Something that all bankruptcy attorneys should be thinking about when they have an initial consultation with a client is how they can protect their clients from having to turn over property to the trustee. When meeting with a prospective client that is married, the tenancy by the entirety exemption should immediately come to mind. If you do own the property with your spouse in TBE you may be able to exclude the property from your bankruptcy estate. That means that no matter how much equity you have in your home or other property, if owned by both spouses (and meeting the other criteria), your property will be protected.

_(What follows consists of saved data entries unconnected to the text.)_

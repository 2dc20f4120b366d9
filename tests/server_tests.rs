use std::time::Duration;

use axum::body::{to_bytes, Body};
use axum::http::{Request, StatusCode};
use axum::Router;
use lan_recon_rs::config::ReconConfig;
use lan_recon_rs::server::{router, AppState};
use serde_json::{json, Value};
use tokio::net::TcpListener;
use tower::ServiceExt;

fn app() -> Router {
    router(AppState::new(ReconConfig::default()))
}

async fn call(app: &Router, method: &str, uri: &str, body: Option<Value>) -> (StatusCode, Value) {
    let builder = Request::builder().method(method).uri(uri);
    let req = match body {
        Some(v) => builder
            .header("content-type", "application/json")
            .body(Body::from(v.to_string()))
            .unwrap(),
        None => builder.body(Body::empty()).unwrap(),
    };
    let resp = app.clone().oneshot(req).await.unwrap();
    let status = resp.status();
    let bytes = to_bytes(resp.into_body(), usize::MAX).await.unwrap();
    let value = serde_json::from_slice(&bytes).unwrap_or(Value::Null);
    (status, value)
}

#[tokio::test]
async fn fresh_server_is_idle_without_results() {
    let app = app();
    let (status, body) = call(&app, "GET", "/api/status", None).await;
    assert_eq!(status, StatusCode::OK);
    assert_eq!(body["state"], "idle");

    let (status, _) = call(&app, "GET", "/api/results", None).await;
    assert_eq!(status, StatusCode::NO_CONTENT);
}

#[tokio::test]
async fn bad_requests_are_rejected_up_front() {
    let app = app();
    let (status, _) = call(&app, "POST", "/api/scan", Some(json!({"host": "127.0.0.1", "ports": "9-1"}))).await;
    assert_eq!(status, StatusCode::BAD_REQUEST);

    let (status, _) = call(&app, "POST", "/api/scan", Some(json!({"host": "127.0.0.1", "concurrency": 0}))).await;
    assert_eq!(status, StatusCode::BAD_REQUEST);

    let (status, _) = call(&app, "POST", "/api/discover", Some(json!({"cidr": "10.0.0.1"}))).await;
    assert_eq!(status, StatusCode::BAD_REQUEST);

    let (status, _) = call(&app, "POST", "/api/cancel", None).await;
    assert_eq!(status, StatusCode::CONFLICT);
}

#[tokio::test]
async fn oversized_sweep_is_rejected_before_any_job_starts() {
    let app = app();
    let (status, _) = call(
        &app,
        "POST",
        "/api/discover",
        Some(json!({"cidr": "10.0.0.0/30", "sweep_secs": u64::MAX})),
    )
    .await;
    assert_eq!(status, StatusCode::BAD_REQUEST);

    let (_, body) = call(&app, "GET", "/api/status", None).await;
    assert_eq!(body["state"], "idle");
}

#[tokio::test]
async fn scan_job_runs_to_completion() {
    let listener = TcpListener::bind("127.0.0.1:0").await.unwrap();
    let port = listener.local_addr().unwrap().port();

    let app = app();
    let (status, body) = call(
        &app,
        "POST",
        "/api/scan",
        Some(json!({"host": "127.0.0.1", "ports": port.to_string(), "timeout_ms": 500})),
    )
    .await;
    assert_eq!(status, StatusCode::ACCEPTED);
    assert_eq!(body["state"], "running");
    assert_eq!(body["total"], 1);

    let mut state = Value::Null;
    for _ in 0..50 {
        let (_, body) = call(&app, "GET", "/api/status", None).await;
        state = body["state"].clone();
        if state == "done" {
            break;
        }
        tokio::time::sleep(Duration::from_millis(50)).await;
    }
    assert_eq!(state, "done");

    let (status, body) = call(&app, "GET", "/api/results", None).await;
    assert_eq!(status, StatusCode::OK);
    assert_eq!(body["kind"], "scan");
    assert_eq!(body["results"][0]["port"], port);
    assert_eq!(body["results"][0]["state"], "open");
    drop(listener);
}
use std::fs::File;
use std::path::{Path, PathBuf};

use anyhow::{Context, Result};
use clap::{Parser, Subcommand};
use serde::Serialize;
use tokio_util::sync::CancellationToken;
use tracing::{info, warn};

use lan_recon_rs::config::ReconConfig;
use lan_recon_rs::discovery::HostDiscovery;
use lan_recon_rs::dns::SystemResolver;
use lan_recon_rs::icmp::IcmpProber;
use lan_recon_rs::listener::{self, ReplyMode};
use lan_recon_rs::ports::PortRange;
use lan_recon_rs::progress::ProgressReporter;
use lan_recon_rs::range::AddressRange;
use lan_recon_rs::scanner::PortScanner;
use lan_recon_rs::types::{DiscoveryReport, ScanReport};
use lan_recon_rs::{logging, netdetect, server, ReconError};

/// lan-recon-rs — bounded TCP connect scanner and ICMP host discovery for local networks.
#[derive(Debug, Parser)]
#[command(name = "lan-recon-rs", version, about, long_about = None)]
struct Cli {
    /// JSON config file; flags override its values.
    #[arg(long, global = true)]
    config: Option<PathBuf>,

    /// Emit logs as JSON lines.
    #[arg(long = "json-logs", global = true, default_value_t = false)]
    json_logs: bool,

    /// Write the full report as pretty JSON to this path.
    #[arg(long, global = true)]
    output: Option<PathBuf>,

    #[command(subcommand)]
    command: Command,
}

#[derive(Debug, Subcommand)]
enum Command {
    /// TCP connect scan of a port range on one host.
    Scan {
        #[arg(short = 'H', long, default_value = "localhost")]
        hostname: String,

        #[arg(short, long = "start-port", default_value_t = 1)]
        start_port: u16,

        #[arg(short, long = "end-port", default_value_t = 1024)]
        end_port: u16,

        /// Max concurrent TCP connect attempts.
        #[arg(long)]
        concurrency: Option<usize>,

        /// Per-port connect timeout in milliseconds.
        #[arg(long = "timeout-ms")]
        timeout_ms: Option<u64>,
    },
    /// ICMP echo sweep of a CIDR with reverse DNS on responders.
    Discover {
        /// CIDR to sweep. If omitted, the first local /24 is used.
        #[arg(short, long)]
        cidr: Option<String>,

        /// How long to wait for echo replies, in seconds.
        #[arg(short = 't', long = "sweep-secs")]
        sweep_secs: Option<u64>,

        #[arg(long = "no-progress", default_value_t = false)]
        no_progress: bool,
    },
    /// Line-oriented TCP server that echoes or answers with a fixed reply.
    Listen {
        #[arg(short, long, default_value_t = 5000)]
        port: u16,

        /// Reply message; `ECHO` echoes each line back.
        #[arg(short, long, default_value = "ECHO")]
        reply: String,
    },
    /// HTTP JSON API for scan and discovery jobs.
    Serve {
        #[arg(long, default_value = "127.0.0.1:8080")]
        bind: String,
    },
}

#[tokio::main]
async fn main() -> Result<()> {
    let cli = Cli::parse();
    logging::init(cli.json_logs)?;

    let mut config = match cli.config.as_deref() {
        Some(path) => ReconConfig::load(path)?,
        None => ReconConfig::default(),
    };

    let cancel = CancellationToken::new();
    let ctrl_c = cancel.clone();
    tokio::spawn(async move {
        if tokio::signal::ctrl_c().await.is_ok() {
            warn!("interrupted, stopping");
            ctrl_c.cancel();
        }
    });

    match cli.command {
        Command::Scan {
            hostname,
            start_port,
            end_port,
            concurrency,
            timeout_ms,
        } => {
            if let Some(c) = concurrency {
                config.scan.concurrency_cap = c;
            }
            if let Some(t) = timeout_ms {
                config.scan.timeout_ms = t;
            }
            config.validate()?;
            let range = PortRange::new(start_port, end_port)?;
            let scanner = PortScanner::new(config.scan);
            let report = scanner.scan_with_cancel(&hostname, range, cancel).await?;
            print_scan_table(&report);
            write_output(cli.output.as_deref(), &report);
        }
        Command::Discover {
            cidr,
            sweep_secs,
            no_progress,
        } => {
            if let Some(s) = sweep_secs {
                config.discovery.sweep_secs = s;
            }
            if no_progress {
                config.discovery.progress = false;
            }
            config.validate()?;
            let range = match cidr {
                Some(c) => AddressRange::parse(&c)?,
                None => {
                    let detected = netdetect::default_range()?;
                    info!(cidr = %detected, "no CIDR given, using local network");
                    detected
                }
            };
            let report = run_discovery(config, range, cancel).await?;
            print_discovery_table(&report);
            write_output(cli.output.as_deref(), &report);
        }
        Command::Listen { port, reply } => {
            let listener = listener::bind(port).await?;
            listener::serve(listener, ReplyMode::from_arg(&reply), cancel).await?;
        }
        Command::Serve { bind } => {
            config.validate()?;
            tokio::select! {
                res = server::spawn_server(&bind, config) => res?,
                _ = cancel.cancelled() => {}
            }
        }
    }

    Ok(())
}

async fn run_discovery(
    config: ReconConfig,
    range: AddressRange,
    cancel: CancellationToken,
) -> Result<DiscoveryReport, ReconError> {
    let prober = IcmpProber::open()?;
    let sweep = config.discovery.sweep_duration();
    let show_progress = config.discovery.progress;
    let engine = HostDiscovery::new(config.discovery, prober, SystemResolver::new());

    eprintln!(
        "This scan will run for {} seconds to find LAN peers.",
        sweep.as_secs()
    );
    let stop = cancel.child_token();
    let progress = show_progress.then(|| ProgressReporter::new(sweep.as_secs()).spawn(stop.clone()));

    let report = engine
        .discover_with_cancel(&range.to_string(), sweep, cancel)
        .await;
    stop.cancel();
    if let Some(handle) = progress {
        let _ = handle.await;
    }
    report
}

fn print_scan_table(report: &ScanReport) {
    println!(
        "\n{} ({}): {} open of {} scanned",
        report.host,
        report.address,
        report.open_count(),
        report.results.len()
    );
    println!("{:>6}  {:<6}  {:<8}", "port", "state", "protocol");
    println!("{:->6}  {:-<6}  {:-<8}", "", "", "");
    for r in report.open() {
        println!("{:>6}  {:<6}  {:<8}", r.port, r.state, r.protocol);
    }
}

fn print_discovery_table(report: &DiscoveryReport) {
    let mut ip_w = "address".len();
    for h in &report.hosts {
        ip_w = ip_w.max(h.address.to_string().len());
    }
    println!(
        "\n{}: {} hosts up ({} of {} addresses probed)",
        report.cidr,
        report.hosts.len(),
        report.probed,
        report.candidates
    );
    println!(
        "{:<ip_w$}  {:<5}  {:>10}  {}",
        "address",
        "state",
        "rtt_ms",
        "hostnames",
        ip_w = ip_w
    );
    println!("{:-<ip_w$}  {:-<5}  {:->10}  {:-<9}", "", "", "", "", ip_w = ip_w);
    for h in &report.hosts {
        println!(
            "{:<ip_w$}  {:<5}  {:>10.2}  {}",
            h.address.to_string(),
            h.state,
            h.response_time.as_secs_f64() * 1_000.0,
            h.hostnames.join(", "),
            ip_w = ip_w
        );
    }
}

fn write_output<T: Serialize>(path: Option<&Path>, report: &T) {
    let Some(path) = path else { return };
    match write_results_json(path, report) {
        Ok(()) => info!(path = %path.display(), "wrote JSON report"),
        Err(e) => warn!(path = %path.display(), error = %e, "failed to write JSON report"),
    }
}

fn write_results_json<T: Serialize>(path: &Path, report: &T) -> Result<()> {
    let file = File::create(path).with_context(|| format!("failed to create {}", path.display()))?;
    serde_json::to_writer_pretty(file, report)?;
    Ok(())
}
use std::io;
use std::net::{IpAddr, SocketAddr};
use std::sync::Arc;
use std::time::Duration;

use async_trait::async_trait;
use tokio::net::TcpStream;
use tokio::sync::mpsc;
use tokio::time;
use tokio_util::sync::CancellationToken;
use tracing::{debug, info};

use crate::config::ScanConfig;
use crate::error::ReconError;
use crate::pool::WorkerPool;
use crate::ports::PortRange;
use crate::types::{now_rfc3339, PortProbeResult, PortState, ScanReport};

/// One connect attempt against one socket address.
#[async_trait]
pub trait Dialer: Send + Sync + 'static {
    async fn dial(&self, addr: SocketAddr, timeout: Duration) -> io::Result<()>;
}

/// Plain TCP handshake, dropped as soon as it completes.
#[derive(Debug, Clone, Copy, Default)]
pub struct TcpDialer;

#[async_trait]
impl Dialer for TcpDialer {
    async fn dial(&self, addr: SocketAddr, timeout: Duration) -> io::Result<()> {
        match time::timeout(timeout, TcpStream::connect(addr)).await {
            Ok(Ok(_stream)) => Ok(()),
            Ok(Err(e)) => Err(e),
            Err(_) => Err(io::Error::new(io::ErrorKind::TimedOut, "connect timed out")),
        }
    }
}

/// Bounded-concurrency TCP connect scanner for one host.
pub struct PortScanner<D = TcpDialer> {
    config: ScanConfig,
    dialer: Arc<D>,
}

impl PortScanner<TcpDialer> {
    pub fn new(config: ScanConfig) -> Self {
        Self::with_dialer(config, TcpDialer)
    }
}

impl<D: Dialer> PortScanner<D> {
    pub fn with_dialer(config: ScanConfig, dialer: D) -> Self {
        Self {
            config,
            dialer: Arc::new(dialer),
        }
    }

    pub fn config(&self) -> &ScanConfig {
        &self.config
    }

    /// Probe every port in `start..=end` on `host` exactly once.
    ///
    /// Returns one result per port, sorted ascending by port.
    pub async fn scan(
        &self,
        host: &str,
        start: u16,
        end: u16,
    ) -> Result<Vec<PortProbeResult>, ReconError> {
        let range = PortRange::new(start, end)?;
        let report = self
            .scan_with_cancel(host, range, CancellationToken::new())
            .await?;
        Ok(report.results)
    }

    /// Like [`scan`](Self::scan) but stoppable through `cancel`.
    ///
    /// A cancelled scan yields [`ReconError::Cancelled`]; a partial batch is
    /// never returned.
    pub async fn scan_with_cancel(
        &self,
        host: &str,
        range: PortRange,
        cancel: CancellationToken,
    ) -> Result<ScanReport, ReconError> {
        let ip = resolve_host(host).await?;
        let mut report = self.scan_addr(ip, range, cancel).await?;
        report.host = host.to_string();
        Ok(report)
    }

    pub async fn scan_addr(
        &self,
        ip: IpAddr,
        range: PortRange,
        cancel: CancellationToken,
    ) -> Result<ScanReport, ReconError> {
        let started_at = now_rfc3339();
        let expected = range.len();
        let timeout = self.config.dial_timeout();
        let pool = WorkerPool::new(self.config.concurrency_cap, cancel);
        info!(
            %ip,
            start = range.start(),
            end = range.end(),
            cap = pool.gate().capacity(),
            "starting TCP connect scan"
        );

        let (tx, rx) = mpsc::channel(pool.gate().capacity());
        let collector = tokio::spawn(collect_results(rx, expected));

        let dialer = self.dialer.clone();
        let dispatched = pool
            .run(
                range.iter(),
                move |port| {
                    let dialer = dialer.clone();
                    async move { probe_port(dialer.as_ref(), SocketAddr::new(ip, port), timeout).await }
                },
                tx,
            )
            .await;

        let mut results = collector.await??;
        results.sort_by_key(|r| r.port);
        debug!(dispatched, peak = pool.gate().peak(), "scan complete");

        let report = ScanReport {
            host: ip.to_string(),
            address: ip,
            range,
            started_at,
            peak_in_flight: pool.gate().peak(),
            results,
        };
        info!(%ip, open = report.open_count(), total = expected, "scan finished");
        Ok(report)
    }
}

async fn probe_port<D: Dialer + ?Sized>(
    dialer: &D,
    addr: SocketAddr,
    timeout: Duration,
) -> PortProbeResult {
    let state = match dialer.dial(addr, timeout).await {
        Ok(()) => PortState::Open,
        Err(e) => {
            debug!(%addr, error = %e, "connect failed");
            PortState::Closed
        }
    };
    PortProbeResult::tcp(addr.port(), state)
}

/// Wait for exactly `expected` results. The queue closing early means the
/// run was cancelled.
async fn collect_results(
    mut rx: mpsc::Receiver<PortProbeResult>,
    expected: u64,
) -> Result<Vec<PortProbeResult>, ReconError> {
    let mut results = Vec::with_capacity(expected as usize);
    while (results.len() as u64) < expected {
        match rx.recv().await {
            Some(result) => results.push(result),
            None => {
                return Err(ReconError::Cancelled {
                    completed: results.len() as u64,
                    expected,
                })
            }
        }
    }
    Ok(results)
}

/// Resolve `host` to one address, preferring IPv4.
pub async fn resolve_host(host: &str) -> Result<IpAddr, ReconError> {
    if let Ok(ip) = host.parse::<IpAddr>() {
        return Ok(ip);
    }
    let addrs: Vec<IpAddr> = tokio::net::lookup_host((host, 0))
        .await
        .map_err(|_| ReconError::UnresolvableHost(host.to_string()))?
        .map(|sa| sa.ip())
        .collect();
    addrs
        .iter()
        .find(|ip| ip.is_ipv4())
        .or_else(|| addrs.first())
        .copied()
        .ok_or_else(|| ReconError::UnresolvableHost(host.to_string()))
}
//! Fan-out/fan-in worker pool shared by the port scanner and the host sweep.
//!
//! A pool pulls work items from any iterator, admits at most `cap` of them at
//! a time through an [`AdmissionGate`], and forwards each job's output into an
//! mpsc queue owned by whoever aggregates the results. Workers never share
//! mutable state; the gate's counters are the only thing they touch in common.
use std::future::Future;
use std::sync::atomic::{AtomicUsize, Ordering};
use std::sync::Arc;

use tokio::sync::{mpsc, OwnedSemaphorePermit, Semaphore};
use tokio::task::JoinSet;
use tokio_util::sync::CancellationToken;

use crate::config::MAX_CONCURRENCY;

/// Counting gate bounding the number of simultaneously running jobs.
#[derive(Clone, Debug)]
pub struct AdmissionGate {
    permits: Arc<Semaphore>,
    capacity: usize,
    in_flight: Arc<AtomicUsize>,
    peak: Arc<AtomicUsize>,
}

impl AdmissionGate {
    /// `cap` is clamped to `1..=MAX_CONCURRENCY`.
    pub fn new(cap: usize) -> Self {
        let capacity = cap.clamp(1, MAX_CONCURRENCY);
        Self {
            permits: Arc::new(Semaphore::new(capacity)),
            capacity,
            in_flight: Arc::new(AtomicUsize::new(0)),
            peak: Arc::new(AtomicUsize::new(0)),
        }
    }

    pub async fn admit(&self) -> Admission {
        let permit = self
            .permits
            .clone()
            .acquire_owned()
            .await
            .expect("admission semaphore is never closed");
        let now = self.in_flight.fetch_add(1, Ordering::SeqCst) + 1;
        self.peak.fetch_max(now, Ordering::SeqCst);
        Admission {
            _permit: permit,
            in_flight: self.in_flight.clone(),
        }
    }

    pub fn capacity(&self) -> usize {
        self.capacity
    }

    pub fn in_flight(&self) -> usize {
        self.in_flight.load(Ordering::SeqCst)
    }

    /// Highest number of simultaneous admissions observed so far.
    pub fn peak(&self) -> usize {
        self.peak.load(Ordering::SeqCst)
    }
}

/// A slot held by one running job. Dropping it frees the slot.
#[derive(Debug)]
pub struct Admission {
    _permit: OwnedSemaphorePermit,
    in_flight: Arc<AtomicUsize>,
}

impl Drop for Admission {
    fn drop(&mut self) {
        self.in_flight.fetch_sub(1, Ordering::SeqCst);
    }
}

#[derive(Debug)]
pub struct WorkerPool {
    gate: AdmissionGate,
    cancel: CancellationToken,
}

impl WorkerPool {
    pub fn new(cap: usize, cancel: CancellationToken) -> Self {
        Self {
            gate: AdmissionGate::new(cap),
            cancel,
        }
    }

    pub fn gate(&self) -> &AdmissionGate {
        &self.gate
    }

    /// Run `job` once per item and send every output into `results`.
    ///
    /// The slot is released as soon as the job future resolves, before its
    /// output is handed to the collector. Returns once every dispatched job
    /// has finished, with the number of jobs dispatched. After cancellation
    /// no further items are admitted and in-flight jobs are dropped without
    /// producing output.
    pub async fn run<I, F, Fut, T>(&self, items: I, job: F, results: mpsc::Sender<T>) -> u64
    where
        I: IntoIterator,
        F: Fn(I::Item) -> Fut,
        Fut: Future<Output = T> + Send + 'static,
        T: Send + 'static,
    {
        let mut set = JoinSet::new();
        let mut dispatched = 0u64;

        for item in items {
            let admission = tokio::select! {
                biased;
                _ = self.cancel.cancelled() => break,
                admission = self.gate.admit() => admission,
            };

            let fut = job(item);
            let results = results.clone();
            let cancel = self.cancel.clone();
            set.spawn(async move {
                let output = tokio::select! {
                    biased;
                    _ = cancel.cancelled() => return,
                    output = fut => output,
                };
                drop(admission);
                let _ = results.send(output).await;
            });
            dispatched += 1;

            // Reap finished workers so the set stays proportional to the cap.
            while set.try_join_next().is_some() {}
        }

        drop(results);
        while set.join_next().await.is_some() {}
        dispatched
    }
}

#[cfg(test)]
mod tests {
    use super::*;
    use std::time::Duration;

    #[tokio::test]
    async fn every_item_produces_one_output() {
        let pool = WorkerPool::new(4, CancellationToken::new());
        let (tx, mut rx) = mpsc::channel(8);
        let collector = tokio::spawn(async move {
            let mut seen = Vec::new();
            while let Some(v) = rx.recv().await {
                seen.push(v);
            }
            seen
        });

        let dispatched = pool.run(0..20u32, |n| async move { n * 2 }, tx).await;
        let mut seen = collector.await.unwrap();
        seen.sort_unstable();

        assert_eq!(dispatched, 20);
        assert_eq!(seen, (0..20u32).map(|n| n * 2).collect::<Vec<_>>());
        assert_eq!(pool.gate().in_flight(), 0);
    }

    #[tokio::test]
    async fn admissions_never_exceed_cap() {
        let pool = WorkerPool::new(3, CancellationToken::new());
        let gate = pool.gate().clone();
        let (tx, mut rx) = mpsc::channel(64);
        let drain = tokio::spawn(async move { while rx.recv().await.is_some() {} });

        pool.run(
            0..30u32,
            move |_| {
                let gate = gate.clone();
                async move {
                    let seen = gate.in_flight();
                    tokio::time::sleep(Duration::from_millis(5)).await;
                    seen
                }
            },
            tx,
        )
        .await;
        drain.await.unwrap();

        assert!(pool.gate().peak() <= 3, "peak {}", pool.gate().peak());
        assert!(pool.gate().peak() >= 1);
    }

    #[tokio::test]
    async fn cancellation_stops_dispatch() {
        let cancel = CancellationToken::new();
        let pool = WorkerPool::new(2, cancel.clone());
        let (tx, mut rx) = mpsc::channel(8);
        let drain = tokio::spawn(async move {
            let mut n = 0;
            while rx.recv().await.is_some() {
                n += 1;
            }
            n
        });

        let trigger = cancel.clone();
        tokio::spawn(async move {
            tokio::time::sleep(Duration::from_millis(50)).await;
            trigger.cancel();
        });

        let dispatched = pool
            .run(
                0..1_000u32,
                |_| async { tokio::time::sleep(Duration::from_secs(30)).await },
                tx,
            )
            .await;

        assert!(dispatched <= 2, "dispatched {dispatched}");
        assert_eq!(drain.await.unwrap(), 0);
    }

    #[test]
    fn cap_is_clamped() {
        assert_eq!(AdmissionGate::new(0).capacity(), 1);
        assert_eq!(AdmissionGate::new(usize::MAX).capacity(), MAX_CONCURRENCY);
    }
}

In Missouri, we have the Homestead Exemption. That means that you can protect $15,000 of equity in your home. This could present a problem for people with built up equity in their house. If, for example, the house is worth $200,000 and $150,000 is owed on it, then there is $50,000 of equity, $35,000 of which would be unprotected. This would likely lead to a Chapter 13 filing where the unexempt equity would have to be paid over to the trustee over a period of 3-5 years and paid out to your unsecured creditors. Rather than having to do this, the tenancy by entirety exemption could protect that unexempt equity. In Missouri, personal property such as checking accounts or automobiles could also be protected under this exemption.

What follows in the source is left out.